- Associated Press - Wednesday, May 31, 2017

MADISON, Wis. (AP) - The Legislature’s budget committee’s leaders said Wednesday they’ll ask auditors to look into why the state’s health insurance programs reserves grew by $63 million last year.

The nonpartisan Legislative Fiscal Bureau released a memo Wednesday showing reserves grew from $81.5 million in 2015 to $144.4 million last year. The memo notes the state’s actuary recommended not spending the reserves in 2016 and 2017 to help cushion a move to self-insurance. Under that system the state covers its workers and their families directly rather than buy health insurance through HMOs. The state would assume the risk for medical claims that exceed premiums.

Gov. Scott Walker’s state budget calls for making the shift to self-insurance, saying the move could save $231.5 million over the next 18 months. Walker’s fellow Republicans say they won’t approve the move because they’re not convinced the savings will materialize and such a drastic change could cause upheaval in the state’s health insurance industry.

Joint Finance Committee co-chairs Rep. John Nygren and Sen. Alberta Darling told reporters that they’ll seek an audit looking into why the state’s insurance board went that route rather than using the money to defray costs and lower premiums.

Mark Lamkins, a spokesman for the Department of Employee Trust Funds, which oversees the insurance board, said the Group Insurance Board did not withdraw the reserves last year because it was able to negotiate low premium increases for 2017 and because of the “unique situation” that self-insurance was under consideration.

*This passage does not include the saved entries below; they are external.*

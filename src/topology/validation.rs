//! Mesh validation helpers.
//!
//! The splitter assumes every node index in every level is a valid index into
//! the shared coordinate array, and that classification arrays line up with
//! their entities. [`validate_mesh`] checks those contracts up front so that
//! splitting itself can index without further checks.

use crate::mesh_error::MeshSplitError;
use crate::topology::cell_type::CellType;
use crate::topology::mesh::{LevelMesh, Mesh};

/// Optional validation toggles for mesh checks.
#[derive(Debug, Clone, Copy)]
pub struct MeshValidationOptions {
    /// Ensure each entity's node count matches its cell type.
    pub check_node_counts: bool,
    /// How to handle an entity that lists the same node more than once.
    pub repeated_nodes: RepeatedNodeHandling,
}

impl Default for MeshValidationOptions {
    fn default() -> Self {
        Self {
            check_node_counts: true,
            repeated_nodes: RepeatedNodeHandling::Warn,
        }
    }
}

impl MeshValidationOptions {
    /// Enable all checks, failing on every finding.
    pub fn all() -> Self {
        Self {
            check_node_counts: true,
            repeated_nodes: RepeatedNodeHandling::Error,
        }
    }
}

/// Behavior for repeated nodes inside one entity.
#[derive(Debug, Clone, Copy, PartialEq, Eq)]
pub enum RepeatedNodeHandling {
    /// Skip the check.
    Ignore,
    /// Log a warning for each offending entity.
    Warn,
    /// Return an error on the first offending entity.
    Error,
}

/// Validate `mesh` with default options.
pub fn validate_mesh(mesh: &Mesh) -> Result<(), MeshSplitError> {
    validate_mesh_with(mesh, MeshValidationOptions::default())
}

/// Validate every level, the node family array and the top level's presence.
pub fn validate_mesh_with(
    mesh: &Mesh,
    options: MeshValidationOptions,
) -> Result<(), MeshSplitError> {
    if !mesh.has_level(0) {
        return Err(MeshSplitError::MissingTopLevel);
    }
    let dim = mesh.space_dim();
    if dim == 0 || mesh.coords().len() % dim != 0 {
        return Err(MeshSplitError::CoordinateLength {
            len: mesh.coords().len(),
            dim,
        });
    }
    let n_nodes = mesh.n_nodes();
    for (level, lev) in mesh.levels() {
        validate_level(level, lev, n_nodes, options)?;
    }
    if let Some(fams) = mesh.node_families() {
        if fams.len() != n_nodes {
            return Err(MeshSplitError::FamilyLength {
                what: "nodes".into(),
                expected: n_nodes,
                found: fams.len(),
            });
        }
    }
    Ok(())
}

fn validate_level(
    level: i32,
    lev: &LevelMesh,
    n_nodes: usize,
    options: MeshValidationOptions,
) -> Result<(), MeshSplitError> {
    if lev.cell_types().len() != lev.len() {
        return Err(MeshSplitError::CellTypeCount {
            level,
            types: lev.cell_types().len(),
            entities: lev.len(),
        });
    }
    if let Some(fams) = lev.families() {
        if fams.len() != lev.len() {
            return Err(MeshSplitError::FamilyLength {
                what: format!("level {level}"),
                expected: lev.len(),
                found: fams.len(),
            });
        }
    }

    for (entity, (nodes, &ct)) in lev
        .connectivity()
        .iter()
        .zip(lev.cell_types())
        .enumerate()
    {
        if let Some(&node) = nodes.iter().find(|&&n| n >= n_nodes) {
            return Err(MeshSplitError::NodeIdOutOfRange {
                level,
                entity,
                node,
                n_nodes,
            });
        }
        if options.check_node_counts {
            check_node_count(level, entity, ct, nodes.len())?;
        }
        if options.repeated_nodes != RepeatedNodeHandling::Ignore {
            if let Some(node) = first_repeated(nodes) {
                match options.repeated_nodes {
                    RepeatedNodeHandling::Warn => {
                        log::warn!(
                            "Repeated node in entity: level={level} entity={entity} node={node}"
                        );
                    }
                    RepeatedNodeHandling::Error => {
                        return Err(MeshSplitError::RepeatedNode {
                            level,
                            entity,
                            node,
                        });
                    }
                    RepeatedNodeHandling::Ignore => {}
                }
            }
        }
    }
    Ok(())
}

fn check_node_count(
    level: i32,
    entity: usize,
    ct: CellType,
    found: usize,
) -> Result<(), MeshSplitError> {
    match ct.node_count() {
        Some(expected) if expected != found => Err(MeshSplitError::ConnectivityLength {
            level,
            entity,
            expected,
            found,
        }),
        Some(_) => Ok(()),
        None => {
            let min = if ct == CellType::Polygon { 3 } else { 4 };
            if found < min {
                Err(MeshSplitError::TooFewNodes {
                    level,
                    entity,
                    min,
                    found,
                })
            } else {
                Ok(())
            }
        }
    }
}

fn first_repeated(nodes: &[usize]) -> Option<usize> {
    // Entities are small; quadratic scan beats hashing here.
    nodes
        .iter()
        .enumerate()
        .find_map(|(i, n)| nodes[..i].contains(n).then_some(*n))
}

Walker’s administration issued a news release saying that reducing the reserves would result in only one-time savings and moving to self-insurance would result in ongoing savings.

The Fiscal Bureau’s memo also noted that a self-insurance shift may not save as much as Walker’s budget projects. The governor’s spending plan assumes a self-insurance move would save the state $82 million in tax dollars and Affordable Care Act fees over the next 18 months. A bureau re-estimate found that the move would save between $65.1 million and $82.2 million in tax revenue and fees.

Darling reiterated to reporters that the finance committee won’t approve a self-insurance model. Walker’s administration said in its release that self-insurance remains the best option for saving the most taxpayer dollars.